#### ABOUT THIS EXERCISE
Work out how many lines in the material below hold "entry", then give only that number.

#### DATASET CONTENT
= Beginning of Section =

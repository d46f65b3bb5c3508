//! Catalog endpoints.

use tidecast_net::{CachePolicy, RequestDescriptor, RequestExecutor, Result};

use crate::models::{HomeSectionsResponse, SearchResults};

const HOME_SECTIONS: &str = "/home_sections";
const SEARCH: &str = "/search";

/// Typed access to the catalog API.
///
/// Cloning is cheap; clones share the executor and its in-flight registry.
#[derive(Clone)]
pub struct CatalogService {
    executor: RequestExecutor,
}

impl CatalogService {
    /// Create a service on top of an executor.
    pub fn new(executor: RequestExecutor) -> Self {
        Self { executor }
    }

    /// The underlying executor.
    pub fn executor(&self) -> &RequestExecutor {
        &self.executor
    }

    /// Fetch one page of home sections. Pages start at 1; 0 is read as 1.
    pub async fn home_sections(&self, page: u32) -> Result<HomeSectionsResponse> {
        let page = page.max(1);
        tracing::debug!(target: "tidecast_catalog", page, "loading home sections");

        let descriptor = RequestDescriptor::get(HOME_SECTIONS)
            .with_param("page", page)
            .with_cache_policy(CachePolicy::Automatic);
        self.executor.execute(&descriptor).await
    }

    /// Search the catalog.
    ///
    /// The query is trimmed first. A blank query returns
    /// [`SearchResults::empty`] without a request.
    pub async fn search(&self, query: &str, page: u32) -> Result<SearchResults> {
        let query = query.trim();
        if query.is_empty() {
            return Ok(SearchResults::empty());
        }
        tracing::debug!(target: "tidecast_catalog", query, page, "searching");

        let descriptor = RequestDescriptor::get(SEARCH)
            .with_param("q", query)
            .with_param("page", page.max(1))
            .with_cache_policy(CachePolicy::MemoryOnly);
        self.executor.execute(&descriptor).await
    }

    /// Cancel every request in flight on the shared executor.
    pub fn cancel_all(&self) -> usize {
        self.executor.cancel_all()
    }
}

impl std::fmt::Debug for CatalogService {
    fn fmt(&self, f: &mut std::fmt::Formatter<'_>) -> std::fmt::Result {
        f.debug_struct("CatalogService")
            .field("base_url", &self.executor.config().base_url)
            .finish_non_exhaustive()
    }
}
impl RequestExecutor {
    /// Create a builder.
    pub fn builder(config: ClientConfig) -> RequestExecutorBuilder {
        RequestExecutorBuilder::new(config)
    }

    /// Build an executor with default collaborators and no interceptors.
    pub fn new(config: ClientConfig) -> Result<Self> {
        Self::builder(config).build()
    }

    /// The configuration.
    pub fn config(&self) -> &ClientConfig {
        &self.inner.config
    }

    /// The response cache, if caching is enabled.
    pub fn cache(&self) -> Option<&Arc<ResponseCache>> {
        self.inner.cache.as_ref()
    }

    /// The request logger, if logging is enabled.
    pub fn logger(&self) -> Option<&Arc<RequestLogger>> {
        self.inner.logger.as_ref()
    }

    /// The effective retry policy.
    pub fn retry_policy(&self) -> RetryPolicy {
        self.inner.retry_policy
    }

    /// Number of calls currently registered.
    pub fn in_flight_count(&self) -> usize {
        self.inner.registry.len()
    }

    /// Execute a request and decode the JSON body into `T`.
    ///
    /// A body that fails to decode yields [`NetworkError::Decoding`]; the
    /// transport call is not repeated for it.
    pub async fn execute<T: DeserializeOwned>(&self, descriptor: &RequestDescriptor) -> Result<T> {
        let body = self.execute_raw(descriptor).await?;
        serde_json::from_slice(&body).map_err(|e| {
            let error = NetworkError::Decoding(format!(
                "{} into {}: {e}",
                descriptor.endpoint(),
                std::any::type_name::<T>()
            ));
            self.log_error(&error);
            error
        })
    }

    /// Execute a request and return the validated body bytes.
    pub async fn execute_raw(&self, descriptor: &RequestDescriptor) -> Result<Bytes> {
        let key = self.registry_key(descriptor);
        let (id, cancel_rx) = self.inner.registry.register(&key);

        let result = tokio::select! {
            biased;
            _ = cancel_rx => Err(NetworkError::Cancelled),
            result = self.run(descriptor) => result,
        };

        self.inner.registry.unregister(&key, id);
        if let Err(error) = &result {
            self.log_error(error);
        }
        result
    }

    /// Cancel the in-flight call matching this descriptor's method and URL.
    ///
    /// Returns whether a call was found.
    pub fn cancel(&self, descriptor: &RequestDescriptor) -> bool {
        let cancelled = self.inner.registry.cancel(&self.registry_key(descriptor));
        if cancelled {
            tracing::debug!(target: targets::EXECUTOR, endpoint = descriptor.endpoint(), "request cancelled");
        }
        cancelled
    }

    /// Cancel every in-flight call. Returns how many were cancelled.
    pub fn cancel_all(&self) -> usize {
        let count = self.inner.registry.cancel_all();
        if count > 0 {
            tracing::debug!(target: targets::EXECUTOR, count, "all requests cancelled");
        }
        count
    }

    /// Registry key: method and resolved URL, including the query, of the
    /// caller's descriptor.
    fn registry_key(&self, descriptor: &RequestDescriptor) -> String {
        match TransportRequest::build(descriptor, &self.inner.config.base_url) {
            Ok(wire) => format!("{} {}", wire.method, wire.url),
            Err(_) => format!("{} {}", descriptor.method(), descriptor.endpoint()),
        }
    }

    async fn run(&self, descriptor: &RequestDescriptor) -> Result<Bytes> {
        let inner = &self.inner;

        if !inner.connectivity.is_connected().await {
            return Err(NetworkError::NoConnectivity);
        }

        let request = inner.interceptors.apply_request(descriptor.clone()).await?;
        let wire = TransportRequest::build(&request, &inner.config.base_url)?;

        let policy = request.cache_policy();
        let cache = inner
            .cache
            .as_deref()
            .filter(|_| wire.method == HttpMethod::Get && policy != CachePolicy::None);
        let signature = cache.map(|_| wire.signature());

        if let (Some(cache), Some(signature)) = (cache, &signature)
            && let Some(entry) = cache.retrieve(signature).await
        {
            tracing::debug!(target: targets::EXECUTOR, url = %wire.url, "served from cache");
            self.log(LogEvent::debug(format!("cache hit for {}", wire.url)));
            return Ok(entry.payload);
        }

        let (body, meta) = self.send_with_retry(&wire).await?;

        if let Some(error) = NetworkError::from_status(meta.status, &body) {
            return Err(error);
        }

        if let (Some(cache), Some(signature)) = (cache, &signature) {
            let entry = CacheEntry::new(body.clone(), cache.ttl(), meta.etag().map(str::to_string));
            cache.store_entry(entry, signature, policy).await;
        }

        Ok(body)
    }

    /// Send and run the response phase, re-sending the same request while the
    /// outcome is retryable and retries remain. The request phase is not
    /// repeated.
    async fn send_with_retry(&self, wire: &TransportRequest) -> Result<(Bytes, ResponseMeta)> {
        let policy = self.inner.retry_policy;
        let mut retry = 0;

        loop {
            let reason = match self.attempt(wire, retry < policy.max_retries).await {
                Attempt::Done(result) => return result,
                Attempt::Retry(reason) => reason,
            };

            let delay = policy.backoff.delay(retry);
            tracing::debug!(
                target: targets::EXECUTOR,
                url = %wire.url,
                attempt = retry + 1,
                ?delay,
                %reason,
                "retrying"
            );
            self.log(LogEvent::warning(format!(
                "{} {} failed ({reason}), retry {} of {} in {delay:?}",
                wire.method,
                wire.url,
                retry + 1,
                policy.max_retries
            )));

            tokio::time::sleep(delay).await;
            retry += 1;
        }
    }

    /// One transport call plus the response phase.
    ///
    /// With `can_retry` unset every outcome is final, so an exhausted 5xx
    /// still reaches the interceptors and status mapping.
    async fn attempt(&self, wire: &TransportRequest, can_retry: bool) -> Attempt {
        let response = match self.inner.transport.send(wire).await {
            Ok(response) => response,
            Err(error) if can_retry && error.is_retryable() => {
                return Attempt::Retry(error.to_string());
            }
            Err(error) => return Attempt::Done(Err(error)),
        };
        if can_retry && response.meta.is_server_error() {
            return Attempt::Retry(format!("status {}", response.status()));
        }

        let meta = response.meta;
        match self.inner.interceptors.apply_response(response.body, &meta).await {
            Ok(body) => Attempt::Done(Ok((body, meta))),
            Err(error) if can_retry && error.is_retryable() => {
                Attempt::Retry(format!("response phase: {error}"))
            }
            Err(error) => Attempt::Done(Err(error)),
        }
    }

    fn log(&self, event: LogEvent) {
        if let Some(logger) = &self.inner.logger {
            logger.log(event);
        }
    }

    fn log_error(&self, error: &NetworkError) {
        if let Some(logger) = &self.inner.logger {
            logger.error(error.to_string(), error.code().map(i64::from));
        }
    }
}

= End of Section =

#### EXERCISE SOLUTION
4